» Exercise material:
----

//! Error taxonomy for the build calculator and optimizers

use thiserror::Error;

/// Errors surfaced by the core. Domain-invalid input fails immediately
/// instead of being clamped; an empty optimizer result is an error rather
/// than a silently-wrong default.
#[derive(Debug, Error)]
pub enum SimError {
    #[error("target armor must be positive, got {0}")]
    InvalidArmor(f64),

    #[error("weapon strength must be positive, got {0}")]
    InvalidWeaponStrength(f64),

    #[error("skill coefficient must not be negative, got {0}")]
    NegativeCoefficient(f64),

    #[error("heal coefficient must not be negative, got {0}")]
    NegativeHealCoefficient(f64),

    #[error("condition duration must not be negative, got {0}")]
    NegativeDuration(f64),

    #[error("unknown stat preset '{0}'")]
    UnknownPreset(String),

    #[error("unknown condition kind '{0}'")]
    UnknownConditionKind(String),

    #[error("unknown weapon type '{0}'")]
    UnknownWeaponType(String),

    #[error("unknown game mode '{0}'")]
    UnknownGameMode(String),

    #[error("unknown experience level '{0}'")]
    UnknownExperience(String),

    #[error("rotation contains no skills")]
    EmptyRotation,

    #[error("no viable equipment candidates ({excluded} excluded during search)")]
    NoViableCandidates { excluded: usize },

    #[error("no stat presets available for gear optimization")]
    EmptyPresetTable,

    #[error("failed to read request file: {0}")]
    Io(#[from] std::io::Error),

    #[error("failed to parse YAML request: {0}")]
    Yaml(#[from] serde_yaml::Error),

    #[error("failed to parse JSON request: {0}")]
    Json(#[from] serde_json::Error),
}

----

» About this exercise:
Take every line above where "request" appears and copy it.

» Answer to this problem:
    #[error("failed to read request file: {0}")]
    #[error("failed to parse YAML request: {0}")]
    #[error("failed to parse JSON request: {0}")]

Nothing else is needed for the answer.